Stored data entries
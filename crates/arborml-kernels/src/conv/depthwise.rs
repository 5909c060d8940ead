//! Depthwise Convolution Kernel
//!
//! Specialized path for depthwise convolutions (group count equals both
//! channel counts). Each channel convolves independently against its own
//! single-channel filter, so the channel-mixing loop disappears.
//!
//! @version 0.1.0
//! @author `AutomataNexus` Development Team

use arborml_tensor::{Tensor, WeightBlock};

use crate::algorithm::ConvAlgorithm;
use crate::error::{KernelError, KernelResult};
use crate::meta::ConvMeta;
use crate::params::{ConvWeights, FusedConvParams};

use super::{apply_epilogue, bias_vector, check_dispatch, require_float_weights, validate_common, ConvKernel};

/// Depthwise convolution strategy.
#[derive(Debug, Default)]
pub struct DepthwiseConv;

impl ConvKernel for DepthwiseConv {
    fn algorithm(&self) -> ConvAlgorithm {
        ConvAlgorithm::Depthwise
    }

    fn init(&mut self, params: &FusedConvParams) -> KernelResult<()> {
        validate_common(self.algorithm(), params)?;
        require_float_weights(self.algorithm(), params)?;
        if !params.meta.is_depthwise() {
            return Err(KernelError::unsupported(
                self.algorithm(),
                "group count must equal input and output channel count",
            ));
        }
        Ok(())
    }

    fn trans_weights(
        &self,
        _weights: &ConvWeights,
        _bias: &WeightBlock<f32>,
        _meta: &ConvMeta,
    ) -> KernelResult<()> {
        Ok(())
    }

    fn dispatch(
        &self,
        inputs: &[&Tensor<f32>],
        output: &Tensor<f32>,
        params: &FusedConvParams,
    ) -> KernelResult<()> {
        let dims = check_dispatch(inputs, output, params)?;
        let meta = &params.meta;
        let ConvWeights::F32(block) = &params.weights else {
            return Err(KernelError::unsupported(
                self.algorithm(),
                "quantized weights reached the depthwise kernel",
            ));
        };

        let weights = block.device_tensor().to_vec();
        let bias = bias_vector(params);
        let input = inputs[0].as_slice();
        let khw = meta.kernel_h * meta.kernel_w;
        let in_plane = dims.in_h * dims.in_w;
        let out_plane = dims.out_h * dims.out_w;
        let mut out = output.as_slice_mut();

        for b in 0..dims.batch {
            for c in 0..meta.out_channels {
                let i_base = (b * meta.in_channels + c) * in_plane;
                let o_base = (b * meta.out_channels + c) * out_plane;
                let wk = c * khw;
                for oh in 0..dims.out_h {
                    for ow in 0..dims.out_w {
                        let mut acc = 0.0_f32;
                        for kh in 0..meta.kernel_h {
                            let ih = (oh * meta.stride_h + kh * meta.dilation_h) as isize
                                - meta.pad_h as isize;
                            if ih < 0 || ih as usize >= dims.in_h {
                                continue;
                            }
                            for kw in 0..meta.kernel_w {
                                let iw = (ow * meta.stride_w + kw * meta.dilation_w) as isize
                                    - meta.pad_w as isize;
                                if iw < 0 || iw as usize >= dims.in_w {
                                    continue;
                                }
                                acc += input[i_base + ih as usize * dims.in_w + iw as usize]
                                    * weights[wk + kh * meta.kernel_w + kw];
                            }
                        }
                        out[o_base + oh * dims.out_w + ow] = params.alpha * acc + bias[c];
                    }
                }
            }
        }

        let residual = inputs.get(1).map(|t| t.to_vec());
        apply_epilogue(params, &mut out, residual.as_deref())
    }
}

// =============================================================================
// Tests
// =============================================================================

#[cfg(test)]
mod tests {
    use super::*;
    use arborml_core::{Device, Precision};

    #[test]
    fn test_depthwise_channels_independent() {
        let meta = ConvMeta::depthwise(2, 1);
        let weights =
            WeightBlock::from_vec(vec![2.0, 3.0], &[2, 1, 1, 1], Device::Cpu).unwrap();
        let bias = WeightBlock::from_vec(vec![0.0, 1.0], &[2], Device::Cpu).unwrap();
        let params = FusedConvParams::new(meta, ConvWeights::F32(weights), bias, Precision::Fp32);

        let input = Tensor::from_vec(vec![1.0, 2.0, 3.0, 4.0], &[1, 2, 2, 1]).unwrap();
        let output = Tensor::<f32>::zeros(&[1, 2, 2, 1]);

        let mut kernel = DepthwiseConv;
        kernel.init(&params).unwrap();
        kernel.dispatch(&[&input], &output, &params).unwrap();

        // channel 0 scaled by 2, channel 1 scaled by 3 plus bias 1
        assert_eq!(output.to_vec(), vec![2.0, 4.0, 10.0, 13.0]);
    }

    #[test]
    fn test_depthwise_matches_reference() {
        let meta = ConvMeta {
            pad_h: 1,
            pad_w: 1,
            ..ConvMeta::depthwise(3, 3)
        };
        let wdata: Vec<f32> = (0..27).map(|v| (v as f32) * 0.05 - 0.4).collect();
        let weights =
            WeightBlock::from_vec(wdata.clone(), &meta.weight_shape(), Device::Cpu).unwrap();
        let bias = WeightBlock::from_vec(vec![0.1; 3], &[3], Device::Cpu).unwrap();
        let params = FusedConvParams::new(
            meta.clone(),
            ConvWeights::F32(weights),
            bias,
            Precision::Fp32,
        );

        let input = Tensor::from_vec(
            (0..48).map(|v| (v as f32) * 0.1).collect(),
            &[1, 3, 4, 4],
        )
        .unwrap();
        let output = Tensor::<f32>::zeros(&[1, 3, 4, 4]);

        let mut kernel = DepthwiseConv;
        kernel.init(&params).unwrap();
        kernel.dispatch(&[&input], &output, &params).unwrap();

        let dims = check_dispatch(&[&input], &output, &params).unwrap();
        let mut expected = vec![0.0; output.numel()];
        super::super::conv2d_oihw(
            &input.to_vec(),
            &wdata,
            &bias_vector(&params),
            &meta,
            &dims,
            1.0,
            0.0,
            &mut expected,
        );
        for (got, want) in output.to_vec().iter().zip(expected.iter()) {
            assert!((got - want).abs() < 1e-4);
        }
    }

    #[test]
    fn test_depthwise_rejects_grouped_mix() {
        let meta = ConvMeta {
            group: 2,
            ..ConvMeta::simple(3, 4, 4)
        };
        let weights =
            WeightBlock::from_vec(vec![0.0; 72], &meta.weight_shape(), Device::Cpu).unwrap();
        let bias = WeightBlock::from_vec(vec![0.0; 4], &[4], Device::Cpu).unwrap();
        let params = FusedConvParams::new(meta, ConvWeights::F32(weights), bias, Precision::Fp32);
        let mut kernel = DepthwiseConv;
        assert!(kernel.init(&params).is_err());
    }
}
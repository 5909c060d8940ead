//! Kernel Algorithm Selector
//!
//! Chooses the [`ConvAlgorithm`] for one operator instance from its shape
//! metadata and the (device, precision) pair. The shape cascade is an
//! ordered table of named predicate rules evaluated top to bottom; the
//! first matching rule wins and the tie-break order is a first-class,
//! testable artifact. Device/precision overrides short-circuit the cascade
//! entirely.
//!
//! Selection is deterministic and side-effect free; the caller triggers
//! the one-time weight-layout transposition separately.
//!
//! @version 0.1.0
//! @author `AutomataNexus` Development Team

use tracing::debug;

use arborml_core::{Device, Precision};

use crate::algorithm::ConvAlgorithm;
use crate::meta::ConvMeta;

// =============================================================================
// Selection Rules
// =============================================================================

/// One named predicate → algorithm rule of the selection cascade.
pub struct SelectionRule {
    /// Rule name, for logs and tests.
    pub name: &'static str,
    /// Algorithm chosen when the predicate holds.
    pub algorithm: ConvAlgorithm,
    /// Shape/precision predicate.
    pub applies: fn(&ConvMeta, Precision) -> bool,
}

fn rule_k1x1s1p0(meta: &ConvMeta, precision: Precision) -> bool {
    meta.kernel_h == 1
        && meta.kernel_w == 1
        && meta.pad_h == 0
        && meta.pad_w == 0
        && meta.stride_h == 1
        && meta.stride_w == 1
        && meta.dilation_h == 1
        && meta.dilation_w == 1
        && meta.group == 1
        && meta.bias_term
        && precision.is_float()
}

fn rule_k3x3s1d1(meta: &ConvMeta, precision: Precision) -> bool {
    meta.kernel_h == 3
        && meta.kernel_w == 3
        && meta.group == 1
        && meta.stride_h == 1
        && meta.stride_w == 1
        && meta.dilation_h == 1
        && meta.dilation_w == 1
        && precision.is_float()
}

fn rule_depthwise(meta: &ConvMeta, _precision: Precision) -> bool {
    meta.is_depthwise()
}

fn rule_direct(meta: &ConvMeta, precision: Precision) -> bool {
    meta.in_channels >= 16 && meta.group == 1 && precision.is_float()
}

/// The shape cascade, in priority order. Depthwise outranks direct so a
/// depthwise configuration with a wide channel count still selects the
/// depthwise kernel.
pub const SELECTION_RULES: &[SelectionRule] = &[
    SelectionRule {
        name: "k1x1s1p0",
        algorithm: ConvAlgorithm::K1x1S1P0,
        applies: rule_k1x1s1p0,
    },
    SelectionRule {
        name: "k3x3s1d1",
        algorithm: ConvAlgorithm::K3x3S1D1,
        applies: rule_k3x3s1d1,
    },
    SelectionRule {
        name: "depthwise",
        algorithm: ConvAlgorithm::Depthwise,
        applies: rule_depthwise,
    },
    SelectionRule {
        name: "direct",
        algorithm: ConvAlgorithm::Direct,
        applies: rule_direct,
    },
];

/// Runs the shape cascade; falls back to the vendor kernel when no rule
/// matches.
#[must_use]
pub fn cascade(meta: &ConvMeta, precision: Precision) -> ConvAlgorithm {
    for rule in SELECTION_RULES {
        if (rule.applies)(meta, precision) {
            return rule.algorithm;
        }
    }
    ConvAlgorithm::Vendor
}

// =============================================================================
// Device/Precision Resolution
// =============================================================================

/// Selects the kernel algorithm for one operator instance.
///
/// Quantized execution forces the vendor kernel on GPU targets and the
/// specialized direct kernel on the CPU vector backend. The CPU backend
/// defaults to the library-backed vendor kernel, except that FP32 prefers
/// its own direct kernel without consulting the shape cascade. GPU
/// floating-point instances run the full cascade.
#[must_use]
pub fn select_algorithm(device: Device, precision: Precision, meta: &ConvMeta) -> ConvAlgorithm {
    let algorithm = match (device, precision) {
        (Device::Cuda(_), Precision::Int8) => ConvAlgorithm::Vendor,
        (Device::Cpu, Precision::Int8) | (Device::Cpu, Precision::Fp32) => ConvAlgorithm::Direct,
        (Device::Cpu, Precision::Fp16) => ConvAlgorithm::Vendor,
        (Device::Cuda(_), _) => cascade(meta, precision),
    };
    debug!(
        device = %device,
        precision = %precision,
        algorithm = %algorithm,
        "selected convolution kernel"
    );
    algorithm
}

// =============================================================================
// Tests
// =============================================================================
//! Error Types - ArborML Core Error Handling
//!
//! Unified error type for tensor, storage and weight-block operations.
//! Kernel- and operator-level failures live in their own crates and wrap
//! this type where needed.
//!
//! @version 0.1.0
//! @author `AutomataNexus` Development Team

use thiserror::Error;

use crate::device::Device;
use crate::dtype::DType;

// =============================================================================
// Error Types
// =============================================================================

/// The main error type for core operations.
#[derive(Error, Debug, Clone, PartialEq)]
pub enum Error {
    /// Shape mismatch between tensors.
    #[error("Shape mismatch: expected {expected:?}, got {actual:?}")]
    ShapeMismatch {
        /// The expected shape.
        expected: Vec<usize>,
        /// The actual shape.
        actual: Vec<usize>,
    },

    /// Data type mismatch between tensors.
    #[error("DType mismatch: expected {expected:?}, got {actual:?}")]
    DTypeMismatch {
        /// The expected data type.
        expected: DType,
        /// The actual data type.
        actual: DType,
    },

    /// Device mismatch between tensors.
    #[error("Device mismatch: expected {expected:?}, got {actual:?}")]
    DeviceMismatch {
        /// The expected device.
        expected: Device,
        /// The actual device.
        actual: Device,
    },

    /// Index out of bounds.
    #[error("Index out of bounds: index {index} for dimension of size {size}")]
    IndexOutOfBounds {
        /// The invalid index.
        index: usize,
        /// The size of the dimension.
        size: usize,
    },

    /// Per-channel quantization scale does not match the channel count.
    #[error("Scale length mismatch: {actual} scale entries for {expected} channels")]
    ScaleLengthMismatch {
        /// Channel count the scale must cover.
        expected: usize,
        /// Number of scale entries found.
        actual: usize,
    },

    /// Device not available.
    #[error("Device not available: {device:?}")]
    DeviceNotAvailable {
        /// The unavailable device.
        device: Device,
    },

    /// Invalid operation for the given tensor.
    #[error("Invalid operation: {message}")]
    InvalidOperation {
        /// Description of why the operation is invalid.
        message: String,
    },

    /// Internal error (should not happen).
    #[error("Internal error: {message}")]
    InternalError {
        /// Description of the internal error.
        message: String,
    },
}

// =============================================================================
// Result Type
// =============================================================================

/// A specialized Result type for core operations.
pub type Result<T> = core::result::Result<T, Error>;

// =============================================================================
// Helper Functions
// =============================================================================

impl Error {
    /// Creates a new shape mismatch error.
    #[must_use]
    pub fn shape_mismatch(expected: &[usize], actual: &[usize]) -> Self {
        Self::ShapeMismatch {
            expected: expected.to_vec(),
            actual: actual.to_vec(),
        }
    }

    /// Creates a new scale length mismatch error.
    #[must_use]
    pub const fn scale_length_mismatch(expected: usize, actual: usize) -> Self {
        Self::ScaleLengthMismatch { expected, actual }
    }

    /// Creates a new invalid operation error.
    #[must_use]
    pub fn invalid_operation(message: impl Into<String>) -> Self {
        Self::InvalidOperation {
            message: message.into(),
        }
    }

    /// Creates a new internal error.
    #[must_use]
    pub fn internal(message: impl Into<String>) -> Self {
        Self::InternalError {
            message: message.into(),
        }
    }
}

// =============================================================================
// Tests
// =============================================================================
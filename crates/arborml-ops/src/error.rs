//! Operator Error Types
//!
//! Error taxonomy of the operator layer. Configuration errors are fatal at
//! construction/parse time and never retried; kernel errors surface either
//! as fatal initialization failures or as propagated dispatch status.
//!
//! @version 0.1.0
//! @author `AutomataNexus` Development Team

use thiserror::Error;

/// Result type for operator operations.
pub type OpResult<T> = Result<T, OpError>;

/// Errors that can occur in the operator layer.
#[derive(Error, Debug)]
pub enum OpError {
    /// A required attribute is absent.
    #[error("missing attribute: {name}")]
    MissingAttribute {
        /// Name of the absent attribute.
        name: String,
    },

    /// An attribute holds a different type than requested.
    #[error("attribute {name} is not a {expected}")]
    AttributeType {
        /// Name of the attribute.
        name: String,
        /// The requested type.
        expected: &'static str,
    },

    /// The operator's fused configuration is invalid.
    #[error("configuration error: {message}")]
    Config {
        /// Description of the configuration problem.
        message: String,
    },

    /// A lifecycle method was called before `init_param` / `init`.
    #[error("operator is not initialized")]
    NotInitialized,

    /// Weight fusion failed.
    #[error(transparent)]
    Fusion(#[from] arborml_fusion::FusionError),

    /// Kernel selection, layout or dispatch failed.
    #[error(transparent)]
    Kernel(#[from] arborml_kernels::KernelError),

    /// Tensor-level failure.
    #[error(transparent)]
    Core(#[from] arborml_core::Error),
}

impl OpError {
    /// Creates a missing-attribute error.
    #[must_use]
    pub fn missing(name: impl Into<String>) -> Self {
        Self::MissingAttribute { name: name.into() }
    }

    /// Creates a configuration error.
    #[must_use]
    pub fn config(message: impl Into<String>) -> Self {
        Self::Config {
            message: message.into(),
        }
    }
}

// =============================================================================
// Tests
// =============================================================================

#[cfg(test)]
mod tests {
    use super::*;

    #[test]
    fn test_missing_display() {
        assert_eq!(
            OpError::missing("weights").to_string(),
            "missing attribute: weights"
        );
    }

    #[test]
    fn test_config_display() {
        let err = OpError::config("no merge descriptor");
        assert!(err.to_string().contains("no merge descriptor"));
    }
}
//! Attribute Store - Typed Operator Parameters
//!
//! The named, typed attribute set of one graph node. Clones share the
//! underlying map, so every operator instance materialized from the same
//! node observes attribute writes (the persisted "bias now present" flag
//! relies on this).
//!
//! @version 0.1.0
//! @author `AutomataNexus` Development Team

use std::collections::HashMap;
use std::sync::Arc;

use parking_lot::RwLock;

use arborml_tensor::WeightBlock;

use crate::error::{OpError, OpResult};

// =============================================================================
// AttrValue
// =============================================================================

/// A typed attribute value.
#[derive(Debug, Clone)]
pub enum AttrValue {
    /// Boolean flag.
    Bool(bool),
    /// Integer scalar.
    Int(i64),
    /// Floating-point scalar.
    Float(f32),
    /// String value.
    Str(String),
    /// Integer tuple.
    Ints(Vec<i64>),
    /// Floating-point tuple.
    Floats(Vec<f32>),
    /// Floating-point parameter block.
    BlockF32(WeightBlock<f32>),
    /// Quantized int8 parameter block.
    BlockI8(WeightBlock<i8>),
}

// =============================================================================
// AttrStore
// =============================================================================

/// Shared typed attribute store of one graph node.
#[derive(Debug, Clone, Default)]
pub struct AttrStore {
    inner: Arc<RwLock<HashMap<String, AttrValue>>>,
}

macro_rules! typed_get {
    ($fn_name:ident, $variant:ident, $ty:ty, $expected:literal) => {
        /// Returns the named attribute as this type.
        #[allow(clippy::clone_on_copy)]
        pub fn $fn_name(&self, name: &str) -> OpResult<$ty> {
            match self.inner.read().get(name) {
                Some(AttrValue::$variant(v)) => Ok(v.clone()),
                Some(_) => Err(OpError::AttributeType {
                    name: name.to_string(),
                    expected: $expected,
                }),
                None => Err(OpError::missing(name)),
            }
        }
    };
}

impl AttrStore {
    /// Creates an empty attribute store.
    #[must_use]
    pub fn new() -> Self {
        Self::default()
    }

    /// Returns true if an attribute with this name exists.
    #[must_use]
    pub fn has(&self, name: &str) -> bool {
        self.inner.read().contains_key(name)
    }

    /// Sets an attribute, replacing any previous value.
    pub fn set(&self, name: &str, value: AttrValue) {
        self.inner.write().insert(name.to_string(), value);
    }

    /// Returns a raw attribute value.
    #[must_use]
    pub fn get(&self, name: &str) -> Option<AttrValue> {
        self.inner.read().get(name).cloned()
    }

    typed_get!(get_bool, Bool, bool, "bool");
    typed_get!(get_int, Int, i64, "int");
    typed_get!(get_float, Float, f32, "float");
    typed_get!(get_str, Str, String, "string");
    typed_get!(get_ints, Ints, Vec<i64>, "int tuple");
    typed_get!(get_floats, Floats, Vec<f32>, "float tuple");
    typed_get!(get_block_f32, BlockF32, WeightBlock<f32>, "f32 block");
    typed_get!(get_block_i8, BlockI8, WeightBlock<i8>, "i8 block");

    /// Returns a boolean attribute, defaulting to `false` when absent.
    #[must_use]
    pub fn get_bool_or_false(&self, name: &str) -> bool {
        self.get_bool(name).unwrap_or(false)
    }
}

// =============================================================================
// Tests
// =============================================================================

#[cfg(test)]
mod tests {
    use super::*;
    use arborml_core::Device;

    #[test]
    fn test_set_get_roundtrip() {
        let attrs = AttrStore::new();
        attrs.set("group", AttrValue::Int(2));
        attrs.set("padding", AttrValue::Ints(vec![1, 1]));

        assert_eq!(attrs.get_int("group").unwrap(), 2);
        assert_eq!(attrs.get_ints("padding").unwrap(), vec![1, 1]);
        assert!(attrs.has("group"));
        assert!(!attrs.has("strides"));
    }

    #[test]
    fn test_type_mismatch() {
        let attrs = AttrStore::new();
        attrs.set("group", AttrValue::Int(2));
        assert!(matches!(
            attrs.get_bool("group"),
            Err(OpError::AttributeType { .. })
        ));
    }

    #[test]
    fn test_missing_attribute() {
        let attrs = AttrStore::new();
        assert!(matches!(
            attrs.get_float("epsilon"),
            Err(OpError::MissingAttribute { .. })
        ));
    }

    #[test]
    fn test_clone_shares_writes() {
        let attrs = AttrStore::new();
        let view = attrs.clone();
        attrs.set("bias_term", AttrValue::Bool(true));
        assert!(view.get_bool("bias_term").unwrap());
    }

    #[test]
    fn test_block_attribute_shares_storage() {
        let attrs = AttrStore::new();
        let block = WeightBlock::from_vec(vec![1.0_f32], &[1], Device::Cpu).unwrap();
        attrs.set("weights", AttrValue::BlockF32(block.clone()));

        let fetched = attrs.get_block_f32("weights").unwrap();
        assert_eq!(fetched.id(), block.id());
    }

    #[test]
    fn test_bool_or_false() {
        let attrs = AttrStore::new();
        assert!(!attrs.get_bool_or_false("bias_term"));
        attrs.set("bias_term", AttrValue::Bool(true));
        assert!(attrs.get_bool_or_false("bias_term"));
    }
}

_EXERCISE AIM_. From the data above, pick out each line containing "derive" and copy it.

_THE COMPLETED TASK_.
#[derive(Debug, Default)]
#[derive(Error, Debug, Clone, PartialEq)]
#[derive(Error, Debug)]
#[derive(Debug, Clone)]
#[derive(Debug, Clone, Default)]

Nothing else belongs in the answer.